Andi Saputra - detikNews
Rabu, 03 Feb 2021 22:00 WIB
Gedung Mahkamah Agung
Gedung Mahkamah Agung (Ari Saputra/detikcom)
Jakarta -

Mahkamah Agung (MA) menolak permohonan gugatan pasangan calon Bupati-Wakil Bupati Tasikmalaya, Iwan Saputra-Iip Miptahul Paoz. Menurut MA, pembagian sertifikat gratis yang dibagikan oleh petahana, Ade Sugianto bukan kampanye sehingga bukan bagian dari pelanggaran pemilu.

Kasus bermula saat Iwan melaporkan Ade ke Bawaslu bila Ade melanggar UU Pilkada karena membagi sertifikat gratis dengan 'ditunggangi' aksi kampanye. Bawaslu memutuskan Ade melanggar Pasal 71 ayat 3 UU Nomor 10 Tahun 2016 dan Ade harus dicoret dari peserta pilkada.

Namun KPU Kabupaten Tasikmalaya tidak mematuhi rekomendasi itu.
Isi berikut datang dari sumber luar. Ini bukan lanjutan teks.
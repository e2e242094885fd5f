//! Signal Normalizer - validation, squashing, context weighting, decay
//!
//! The first stage of the pipeline. A raw feeling either becomes a valid
//! `Feeling` with every field inside its canonical range, or it is rejected
//! here and never enters the pipeline. Rejection is local to the signal, not
//! fatal to the agent.

use std::collections::BTreeMap;

use chrono::{DateTime, Utc};
use uuid::Uuid;

use doxa_core::squash::{squash_signed, squash_unit};
use doxa_core::{DoxaConfig, EmotionalSignature, Feeling, RawFeeling, ValidationError};

/// Validate a raw feeling and squash its magnitudes into canonical ranges.
///
/// Weight and arousal land in [0,1], valence in [-1,1], through monotone
/// bounded maps - arbitrarily large or negative raw values cannot violate the
/// range invariants downstream.
pub fn ingest(raw: RawFeeling, now: DateTime<Utc>) -> Result<Feeling, ValidationError> {
    if raw.content.trim().is_empty() {
        return Err(ValidationError::EmptyContent);
    }
    if raw.source.is_nil() {
        return Err(ValidationError::NilSource);
    }
    if raw.created_at > now {
        return Err(ValidationError::FutureTimestamp(raw.created_at));
    }
    for (field, value) in [
        ("weight", raw.weight),
        ("valence", raw.valence),
        ("arousal", raw.arousal),
    ] {
        if !value.is_finite() {
            return Err(ValidationError::NonFinite { field });
        }
    }

    Ok(Feeling {
        id: Uuid::new_v4(),
        content: raw.content,
        weight: squash_unit(raw.weight),
        signature: EmotionalSignature::new(squash_signed(raw.valence), squash_unit(raw.arousal)),
        source: raw.source,
        context: raw.context,
        created_at: raw.created_at,
    })
}

/// Multiply the feeling's weight by its environment factor and the product of
/// its relationship-trust factors. Unknown ids degrade to a neutral 1.0 (the
/// lookup itself logs). The result is clamped back into [0,1] so an
/// environment factor above 1.0 cannot break the range invariant.
pub fn apply_context_weight(feeling: &mut Feeling, config: &DoxaConfig) {
    let mut factor = config.environment_weight(&feeling.context.environment);
    for relationship in &feeling.context.relationships {
        factor *= config.relationship_trust(relationship);
    }
    feeling.weight = (feeling.weight * factor).clamp(0.0, 1.0);
}

/// Drop feelings whose decayed strength fell below the pruning epsilon.
///
/// Pruning is silent - it is the normal end of a feeling's lifecycle when it
/// was never consolidated. Returns the number pruned.
pub fn prune_decayed(
    working_set: &mut BTreeMap<Uuid, Feeling>,
    now: DateTime<Utc>,
    config: &DoxaConfig,
) -> usize {
    let before = working_set.len();
    let rate = config.tunables.decay_rate;
    let epsilon = config.tunables.prune_epsilon;
    working_set.retain(|id, feeling| {
        let strength = feeling.current_strength(now, rate);
        if strength < epsilon {
            tracing::debug!(%id, strength, "Pruning decayed feeling");
            false
        } else {
            true
        }
    });
    before - working_set.len()
}
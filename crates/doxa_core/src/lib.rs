pub mod belief;
pub mod capability;
pub mod config;
pub mod error;
pub mod feeling;
pub mod signature;
pub mod squash;

pub use belief::{
    Belief, BeliefEvent, BeliefEvidence, BeliefRelation, BeliefSnapshot, BeliefSources,
    RelationKind,
};
pub use capability::{AffectAlignedRelations, BeliefSink, RelationDiscovery, Similarity, TokenJaccard};
pub use config::{default_traits, DoxaConfig, TraitSpec, Tunables};
pub use error::ValidationError;
pub use feeling::{Feeling, FeelingContext, RawFeeling};
pub use signature::EmotionalSignature;
pub use squash::{squash_signed, squash_unit};
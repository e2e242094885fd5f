//! Feeling signals - the transient input of the pipeline
//!
//! A raw feeling arrives from an already-authenticated submitter with
//! unbounded magnitudes. Ingestion validates and squashes it into a `Feeling`,
//! which then lives in the agent's working set until it either decays below
//! the pruning epsilon or is absorbed as evidence into a belief. After
//! absorption only its id survives, as an evidence reference.

use chrono::{DateTime, Utc};
use serde::{Deserialize, Serialize};
use uuid::Uuid;

use crate::signature::EmotionalSignature;

/// Unvalidated input as submitted by the ingestion boundary.
#[derive(Debug, Clone, Serialize, Deserialize)]
pub struct RawFeeling {
    pub content: String,

    /// Raw magnitude, any finite value. Squashed into [0,1] at ingestion.
    pub weight: f32,

    /// Raw valence, any finite value. Squashed into [-1,1] at ingestion.
    pub valence: f32,

    /// Raw arousal, any finite value. Squashed into [0,1] at ingestion.
    pub arousal: f32,

    /// Identity of the submitter (authenticated upstream).
    pub source: Uuid,

    pub context: FeelingContext,

    pub created_at: DateTime<Utc>,
}

/// Where and why a feeling arose.
#[derive(Debug, Clone, Default, Serialize, Deserialize)]
pub struct FeelingContext {
    pub environment: Uuid,
    pub trigger: Uuid,

    /// Relationships implicated in the signal, in submission order.
    /// Each id is looked up in the relationship-trust table during
    /// context weighting.
    pub relationships: Vec<Uuid>,
}

/// A validated, normalized, context-weighted signal.
///
/// `weight` already includes the environment and relationship-trust factors.
/// Temporal decay is NOT baked in - it is recomputed lazily from `created_at`
/// whenever the current strength is read, so repeated reads never compound.
#[derive(Debug, Clone, Serialize, Deserialize)]
pub struct Feeling {
    pub id: Uuid,
    pub content: String,
    pub weight: f32,
    pub signature: EmotionalSignature,
    pub source: Uuid,
    pub context: FeelingContext,
    pub created_at: DateTime<Utc>,
}

impl Feeling {
    /// Age in seconds at `now`. A clock that reads slightly behind
    /// `created_at` yields zero, never a negative age.
    pub fn age_secs(&self, now: DateTime<Utc>) -> f32 {
        let ms = (now - self.created_at).num_milliseconds();
        (ms.max(0) as f32) / 1000.0
    }

    /// Current decayed strength: weight × exp(−decay_rate · age).
    pub fn current_strength(&self, now: DateTime<Utc>, decay_rate: f32) -> f32 {
        self.weight * (-decay_rate * self.age_secs(now)).exp()
    }
}

#[cfg(test)]
mod tests {
    use super::*;
    use proptest::prelude::*;

    fn feeling_with_weight(weight: f32) -> Feeling {
        Feeling {
            id: Uuid::new_v4(),
            content: "the corridor felt safe".to_string(),
            weight,
            signature: EmotionalSignature::new(0.5, 0.5),
            source: Uuid::new_v4(),
            context: FeelingContext::default(),
            created_at: Utc::now(),
        }
    }

    #[test]
    fn test_strength_at_zero_age() {
        let f = feeling_with_weight(0.8);
        let s = f.current_strength(f.created_at, 0.1);
        assert!((s - 0.8).abs() < 1e-6);
    }

    #[test]
    fn test_future_clock_reads_zero_age() {
        let f = feeling_with_weight(0.8);
        let earlier = f.created_at - chrono::Duration::seconds(30);
        assert!((f.current_strength(earlier, 0.1) - 0.8).abs() < 1e-6);
    }

    proptest! {
        #[test]
        fn prop_decay_monotone_nonincreasing(
            weight in 0.0f32..1.0,
            rate in 0.001f32..1.0,
            age1 in 0i64..10_000,
            extra in 0i64..10_000,
        ) {
            let f = feeling_with_weight(weight);
            let t1 = f.created_at + chrono::Duration::seconds(age1);
            let t2 = t1 + chrono::Duration::seconds(extra);
            prop_assert!(f.current_strength(t2, rate) <= f.current_strength(t1, rate) + 1e-6);
        }
    }
}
Iwan kemudian menggugat KPU Kabupaten Tasikmalaya ke MA. Apa hasilnya?

"Menolak permohonan pemohon Iwan Saputra-Iip Miptahul Paoz," kata ketua majelis Supandi dalam putusan yang dilansir website MA, Rabu (3/2/2021).
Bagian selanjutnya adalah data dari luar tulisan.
use std::fs::File;
use std::io::{BufRead, BufReader};
use std::sync::Arc;

use anyhow::Context;
use chrono::Utc;
use clap::Parser;
use tracing::{info, warn};

use doxa_agent::{AgentPipeline, NullSink, PersistenceQueue};
use doxa_core::{DoxaConfig, RawFeeling};

#[derive(Parser, Debug)]
#[command(author, version, about, long_about = None)]
struct Args {
    /// Path to the agent config TOML
    #[arg(short, long, default_value = "doxa.toml")]
    config: String,

    /// JSONL file of raw feelings to feed through the pipeline
    #[arg(short, long)]
    feed: String,

    /// Run a pipeline step after every N accepted feelings
    #[arg(long, default_value_t = 10)]
    step_every: usize,
}

#[tokio::main]
async fn main() -> anyhow::Result<()> {
    tracing_subscriber::fmt()
        .with_env_filter(tracing_subscriber::EnvFilter::from_default_env())
        .init();
    let args = Args::parse();

    let config = DoxaConfig::load_or_default(&args.config);
    let queue = PersistenceQueue::spawn(Arc::new(NullSink));
    let mut pipeline = AgentPipeline::new(config).with_queue(queue);

    info!("Feeding {} through the pipeline...", args.feed);
    let file =
        File::open(&args.feed).with_context(|| format!("Failed to open feed: {}", args.feed))?;

    let mut accepted = 0usize;
    let mut rejected = 0usize;
    for (line_no, line) in BufReader::new(file).lines().enumerate() {
        let line = line?;
        if line.trim().is_empty() {
            continue;
        }
        let raw: RawFeeling = serde_json::from_str(&line)
            .with_context(|| format!("Failed to parse feed line {}", line_no + 1))?;

        match pipeline.submit(raw, Utc::now()) {
            Ok(_) => accepted += 1,
            Err(e) => {
                warn!("Feed line {} rejected: {}", line_no + 1, e);
                rejected += 1;
                continue;
            }
        }

        if args.step_every > 0 && accepted % args.step_every == 0 {
            let report = pipeline.step(Utc::now());
            info!(
                pruned = report.pruned,
                clusters = report.clusters,
                formed = report.formed.len(),
                evolved = report.evolved.len(),
                superseded = report.superseded.len(),
                "Pipeline step"
            );
        }
    }

    let report = pipeline.step(Utc::now());
    info!(
        accepted,
        rejected,
        formed = report.formed.len(),
        active_beliefs = pipeline.network().active().count(),
        "Feed complete"
    );

    let view = pipeline.view_handle().load_full();
    println!("{}", serde_json::to_string_pretty(&*view)?);
    Ok(())
}
//! Persistence hand-off - queued, non-blocking, idempotent
//!
//! Belief formation never waits for external storage. Snapshots go onto an
//! unbounded channel; a drain task delivers them to the configured
//! `BeliefSink`. Delivery is deduplicated by (belief id, version, event), so
//! a duplicate enqueue or a collaborator-side retry can never re-trigger
//! belief formation or double-deliver a snapshot.

use std::collections::HashSet;
use std::sync::{Arc, Mutex};

use async_trait::async_trait;
use tokio::sync::mpsc;
use uuid::Uuid;

use doxa_core::{BeliefEvent, BeliefSink, BeliefSnapshot};

/// Sink that only logs. Useful as a default while wiring a deployment.
#[derive(Debug, Default)]
pub struct NullSink;

#[async_trait]
impl BeliefSink for NullSink {
    async fn persist(&self, snapshot: BeliefSnapshot) -> anyhow::Result<()> {
        tracing::debug!(
            belief = %snapshot.belief.id,
            version = snapshot.belief.version,
            event = ?snapshot.event,
            "NullSink dropping snapshot"
        );
        Ok(())
    }
}

/// In-memory sink for tests and inspection.
#[derive(Debug, Default)]
pub struct MemorySink {
    records: Mutex<Vec<BeliefSnapshot>>,
}

impl MemorySink {
    pub fn records(&self) -> Vec<BeliefSnapshot> {
        self.records.lock().expect("sink mutex poisoned").clone()
    }
}

#[async_trait]
impl BeliefSink for MemorySink {
    async fn persist(&self, snapshot: BeliefSnapshot) -> anyhow::Result<()> {
        self.records
            .lock()
            .expect("sink mutex poisoned")
            .push(snapshot);
        Ok(())
    }
}

/// Sender half of the persistence queue, handed to the pipeline.
#[derive(Debug, Clone)]
pub struct PersistenceQueue {
    tx: mpsc::UnboundedSender<BeliefSnapshot>,
}

impl PersistenceQueue {
    /// Spawn the drain task against a sink and return the queue. Must be
    /// called from within a tokio runtime.
    pub fn spawn(sink: Arc<dyn BeliefSink>) -> Self {
        let (tx, mut rx) = mpsc::unbounded_channel::<BeliefSnapshot>();
        tokio::spawn(async move {
            let mut seen: HashSet<(Uuid, u32, BeliefEvent)> = HashSet::new();
            while let Some(snapshot) = rx.recv().await {
                if !seen.insert(snapshot.key()) {
                    tracing::debug!(
                        belief = %snapshot.belief.id,
                        version = snapshot.belief.version,
                        "Duplicate snapshot dropped at drain"
                    );
                    continue;
                }
                if let Err(e) = sink.persist(snapshot).await {
                    // The collaborator's retries are its own concern; the
                    // core only guarantees idempotent re-delivery is safe.
                    tracing::warn!("Persistence sink failed: {e:#}");
                }
            }
        });
        Self { tx }
    }

    /// Enqueue without blocking. A closed queue is logged, not fatal;
    /// belief formation does not depend on persistence being alive.
    pub fn enqueue(&self, snapshot: BeliefSnapshot) {
        if self.tx.send(snapshot).is_err() {
            tracing::warn!("Persistence queue closed, dropping snapshot");
        }
    }
}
MA menilai Bawaslu Kabupaten Tasikmalaya melanggar kewenangan dari segi waktu (onbevoegdheid ratione temporis) karena telah menetapkan rekomendasi pembatalan pasangan calon melampaui tahapan yang ditentukan dalam UU.

-Proses sengketa administrasi sampai dengan tanggal 9 November 2020.
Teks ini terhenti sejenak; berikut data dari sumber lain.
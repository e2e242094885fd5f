//! Cluster Builder - deterministic grouping of live feelings
//!
//! One clustering pass over the working set. Feelings are walked in a fixed
//! order (current strength descending, id ascending on ties) and greedily
//! attached to the most similar existing centroid, so an identical input set
//! under identical config always yields identical cluster membership and
//! ordering. Clusters live only within the pass; they are never persisted.

use std::collections::BTreeMap;

use chrono::{DateTime, Utc};
use uuid::Uuid;

use doxa_core::{DoxaConfig, EmotionalSignature, Feeling, Similarity};

/// A member's contribution to a cluster, captured at pass time.
#[derive(Debug, Clone)]
pub struct ClusterMember {
    pub id: Uuid,
    pub source: Uuid,

    /// Decayed, context-weighted strength at the time of the pass.
    pub strength: f32,

    /// Similarity to the final centroid.
    pub similarity: f32,

    pub signature: EmotionalSignature,
    pub environment: Uuid,
    pub trigger: Uuid,
}

/// An ephemeral grouping of similar feelings.
#[derive(Debug, Clone)]
pub struct FeelingCluster {
    /// The member chosen as the cluster's representative.
    pub centroid_id: Uuid,
    pub centroid_content: String,

    /// Ordered by contribution strength descending, id ascending on ties.
    pub members: Vec<ClusterMember>,

    pub total_weight: f32,
    pub average_valence: f32,
    pub average_arousal: f32,

    /// 1 − normalized dispersion of member similarities to the centroid.
    pub coherence: f32,
}

impl FeelingCluster {
    pub fn len(&self) -> usize {
        self.members.len()
    }

    pub fn is_empty(&self) -> bool {
        self.members.is_empty()
    }

    pub fn member_ids(&self) -> Vec<Uuid> {
        self.members.iter().map(|m| m.id).collect()
    }
}

/// Group the active feelings into clusters.
///
/// Clusters smaller than `min_cluster_size` are discarded, not emitted; their
/// feelings stay in the working set and remain eligible for the next pass.
pub fn build_clusters(
    working_set: &BTreeMap<Uuid, Feeling>,
    now: DateTime<Utc>,
    config: &DoxaConfig,
    similarity: &dyn Similarity,
) -> Vec<FeelingCluster> {
    let rate = config.tunables.decay_rate;
    let threshold = config.tunables.similarity_threshold;

    // Fixed walk order: strength descending, feeling id ascending on ties.
    let mut ordered: Vec<(&Feeling, f32)> = working_set
        .values()
        .map(|f| (f, f.current_strength(now, rate)))
        .collect();
    ordered.sort_by(|(fa, sa), (fb, sb)| sb.total_cmp(sa).then(fa.id.cmp(&fb.id)));

    // Greedy assignment: best matching centroid wins; on equal similarity the
    // lowest cluster index wins because only a strictly better score replaces
    // the current best.
    let mut groups: Vec<(String, Vec<(&Feeling, f32)>)> = Vec::new();
    for (feeling, strength) in ordered {
        let mut best: Option<(usize, f32)> = None;
        for (idx, (centroid_content, _)) in groups.iter().enumerate() {
            let score = similarity.score(&feeling.content, centroid_content);
            if score >= threshold && best.map_or(true, |(_, b)| score > b) {
                best = Some((idx, score));
            }
        }
        match best {
            Some((idx, _)) => groups[idx].1.push((feeling, strength)),
            None => groups.push((feeling.content.clone(), vec![(feeling, strength)])),
        }
    }

    let mut clusters = Vec::new();
    for (_, members) in groups {
        if members.len() < config.tunables.min_cluster_size {
            tracing::debug!(
                size = members.len(),
                min = config.tunables.min_cluster_size,
                "Discarding undersized cluster; members stay active"
            );
            continue;
        }
        clusters.push(finalize(members, similarity));
    }
    clusters
}

/// Recompute the centroid as the strength-weighted representative of the
/// members, then derive the cluster aggregates against it.
fn finalize(members: Vec<(&Feeling, f32)>, similarity: &dyn Similarity) -> FeelingCluster {
    let total: f32 = members.iter().map(|(_, s)| s).sum();

    // Centroid: the member whose content maximizes the strength-weighted mean
    // similarity to all members. Ties break to the lowest feeling id.
    let mut centroid: Option<(&Feeling, f32)> = None;
    for (candidate, _) in &members {
        let mut score = 0.0;
        for (other, other_strength) in &members {
            score += *other_strength * similarity.score(&candidate.content, &other.content);
        }
        if total > f32::EPSILON {
            score /= total;
        }
        let better = match centroid {
            None => true,
            Some((current, best)) => {
                score > best || (score == best && candidate.id < current.id)
            }
        };
        if better {
            centroid = Some((*candidate, score));
        }
    }
    let (centroid_feeling, _) = centroid.expect("finalize called with empty member set");

    let cluster_members: Vec<ClusterMember> = members
        .iter()
        .map(|(f, strength)| ClusterMember {
            id: f.id,
            source: f.source,
            strength: *strength,
            similarity: similarity.score(&f.content, &centroid_feeling.content),
            signature: f.signature,
            environment: f.context.environment,
            trigger: f.context.trigger,
        })
        .collect();

    let (average_valence, average_arousal) = if total > f32::EPSILON {
        (
            cluster_members
                .iter()
                .map(|m| m.strength * m.signature.valence)
                .sum::<f32>()
                / total,
            cluster_members
                .iter()
                .map(|m| m.strength * m.signature.arousal)
                .sum::<f32>()
                / total,
        )
    } else {
        let n = cluster_members.len() as f32;
        (
            cluster_members.iter().map(|m| m.signature.valence).sum::<f32>() / n,
            cluster_members.iter().map(|m| m.signature.arousal).sum::<f32>() / n,
        )
    };

    FeelingCluster {
        centroid_id: centroid_feeling.id,
        centroid_content: centroid_feeling.content.clone(),
        coherence: coherence(&cluster_members),
        total_weight: total,
        average_valence,
        average_arousal,
        members: cluster_members,
    }
}

/// 1 − min(1, stddev(similarities) / 0.5). The divisor is the maximum
/// possible standard deviation of values in [0,1], so dispersion is
/// normalized before inversion: tight clusters approach 1, scattered ones
/// approach 0.
fn coherence(members: &[ClusterMember]) -> f32 {
    if members.len() < 2 {
        return 1.0;
    }
    let n = members.len() as f32;
    let mean = members.iter().map(|m| m.similarity).sum::<f32>() / n;
    let variance = members
        .iter()
        .map(|m| (m.similarity - mean).powi(2))
        .sum::<f32>()
        / n;
    1.0 - (variance.sqrt() / 0.5).min(1.0)
}

#[cfg(test)]
mod tests {
    use super::*;
    use doxa_core::{FeelingContext, TokenJaccard};

    fn feeling(content: &str, weight: f32, valence: f32, created_at: DateTime<Utc>) -> Feeling {
        Feeling {
            id: Uuid::new_v4(),
            content: content.to_string(),
            weight,
            signature: EmotionalSignature::new(valence, 0.6),
            source: Uuid::new_v4(),
            context: FeelingContext::default(),
            created_at,
        }
    }

    fn working_set(feelings: Vec<Feeling>) -> BTreeMap<Uuid, Feeling> {
        feelings.into_iter().map(|f| (f.id, f)).collect()
    }

    #[test]
    fn test_similar_feelings_form_one_cluster() {
        let config = DoxaConfig::default();
        let now = Utc::now();
        let set = working_set(vec![
            feeling("the corridor is safe", 0.9, 0.8, now),
            feeling("the corridor is safe", 0.8, 0.7, now),
            feeling("the corridor is safe", 0.7, 0.9, now),
        ]);

        let clusters = build_clusters(&set, now, &config, &TokenJaccard);
        assert_eq!(clusters.len(), 1);
        assert_eq!(clusters[0].len(), 3);
        assert!(clusters[0].coherence > 0.9);
    }

    #[test]
    fn test_undersized_clusters_not_emitted() {
        let config = DoxaConfig::default();
        let now = Utc::now();
        let set = working_set(vec![
            feeling("alone in the dark", 0.9, -0.5, now),
            feeling("a completely different topic entirely", 0.9, 0.5, now),
        ]);

        let clusters = build_clusters(&set, now, &config, &TokenJaccard);
        assert!(clusters.is_empty());
    }

    #[test]
    fn test_single_feeling_never_clusters() {
        let config = DoxaConfig::default();
        let now = Utc::now();
        let set = working_set(vec![feeling("alone in the dark", 0.9, -0.5, now)]);
        assert!(build_clusters(&set, now, &config, &TokenJaccard).is_empty());
    }

    #[test]
    fn test_dissimilar_feelings_split_clusters() {
        let config = DoxaConfig::default();
        let now = Utc::now();
        let mut feelings = Vec::new();
        for _ in 0..3 {
            feelings.push(feeling("the corridor is safe", 0.9, 0.8, now));
        }
        for _ in 0..3 {
            feelings.push(feeling("markets fell sharply overnight", 0.9, -0.6, now));
        }
        let set = working_set(feelings);

        let clusters = build_clusters(&set, now, &config, &TokenJaccard);
        assert_eq!(clusters.len(), 2);
        assert!(clusters.iter().all(|c| c.len() == 3));
    }

    #[test]
    fn test_deterministic_membership_and_order() {
        let config = DoxaConfig::default();
        let now = Utc::now();
        let set = working_set(vec![
            feeling("the corridor is safe", 0.9, 0.8, now),
            feeling("the corridor is safe", 0.8, 0.7, now),
            feeling("the corridor is safe", 0.7, 0.9, now),
            feeling("markets fell sharply overnight", 0.9, -0.6, now),
            feeling("markets fell sharply overnight", 0.8, -0.5, now),
            feeling("markets fell sharply overnight", 0.7, -0.7, now),
        ]);

        let a = build_clusters(&set, now, &config, &TokenJaccard);
        let b = build_clusters(&set, now, &config, &TokenJaccard);

        assert_eq!(a.len(), b.len());
        for (ca, cb) in a.iter().zip(b.iter()) {
            assert_eq!(ca.member_ids(), cb.member_ids());
            assert_eq!(ca.centroid_id, cb.centroid_id);
            assert_eq!(ca.total_weight.to_bits(), cb.total_weight.to_bits());
            assert_eq!(ca.coherence.to_bits(), cb.coherence.to_bits());
        }
    }

    #[test]
    fn test_members_ordered_by_strength() {
        let config = DoxaConfig::default();
        let now = Utc::now();
        let set = working_set(vec![
            feeling("the corridor is safe", 0.5, 0.8, now),
            feeling("the corridor is safe", 0.9, 0.7, now),
            feeling("the corridor is safe", 0.7, 0.9, now),
        ]);

        let clusters = build_clusters(&set, now, &config, &TokenJaccard);
        let strengths: Vec<f32> = clusters[0].members.iter().map(|m| m.strength).collect();
        for pair in strengths.windows(2) {
            assert!(pair[0] >= pair[1]);
        }
    }

    #[test]
    fn test_decayed_strength_drives_ordering() {
        let config = DoxaConfig::default();
        let now = Utc::now();
        // Heavier but much older: decay should push it below the fresh one.
        let old = feeling(
            "the corridor is safe",
            0.9,
            0.8,
            now - chrono::Duration::minutes(40),
        );
        let fresh = feeling("the corridor is safe", 0.6, 0.7, now);
        let third = feeling("the corridor is safe", 0.3, 0.9, now);
        let fresh_id = fresh.id;
        let set = working_set(vec![old, fresh, third]);

        let clusters = build_clusters(&set, now, &config, &TokenJaccard);
        assert_eq!(clusters[0].members[0].id, fresh_id);
    }
}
-Pelaksanaan pemilihan tanggal 9 Desember 2020.

1. Laporan adanya dugaan pelanggaran administrasi tanggal 16 Desember 2020.
2. Penetapan rekapitulasi hasil pemilihan tanggal 16 Desember 2020.
3. Keputusan objek sengketa diterbitkan tanggal 11 Januari 2021

MA juga menyatakan penerbitan Instruksi Bupati Tasikmalaya Nomor 6 Tahun 2020 tentang Percepatan Pensertipikatan Tanah Wakaf di Kabupaten Tasikmalaya dan Surat Edaran Nomor 42 Tahun 2020 tentang Akselerasi Pendaftaran Sertipikat Tanah Wakaf merupakan amanat dari program Pemerintah Pusat.

"Pembiayaan program pensertipikatan gratis bagi tanah wakaf dan tempat ibadah merupakan amanat Keputusan Bersama Menteri Agraria dan Tata Ruang/ Kepala Badan Pertanahan Nasional, Menteri Dalam Negeri dan Menteri Desa, Pembangunan Daerah Tertinggal dan Transmigrasi," ujar Supandi.

Berdasarkan regulasi tersebut, dan perkembangan program sertifikat tersebut belum memenuhi target secara nasional di Kabupaten Tasikmalaya, maka diterbitkan Instruksi Bupati Tasikmalaya Nomor 6 Tahun 2020 dan Surat Edaran Bupati Tasikmalaya Nomor 42 Tahun 2020.

"Sehingga program sertipikat tanah wakaf dan tempat ibadah yang dituangkan pada Instruksi dan Surat Edaran Bupati Tasikmalaya tidak ada kaitan dengan pelaksanaan pilkada Kabupaten Tasikmalaya tahun 2020, sehingga tidak ada pelanggaran administrasi pemilihan, oleh karena itu tindakan Termohon (KPU Kabupaten Tasikmalaya-red) tidak menindaklanjuti rekomendasi Bawaslu Kabupaten Tasikmalaya dapat dibenarkan menurut hukum sehingga permohonan Pemohon harus ditolak," beber Supandi.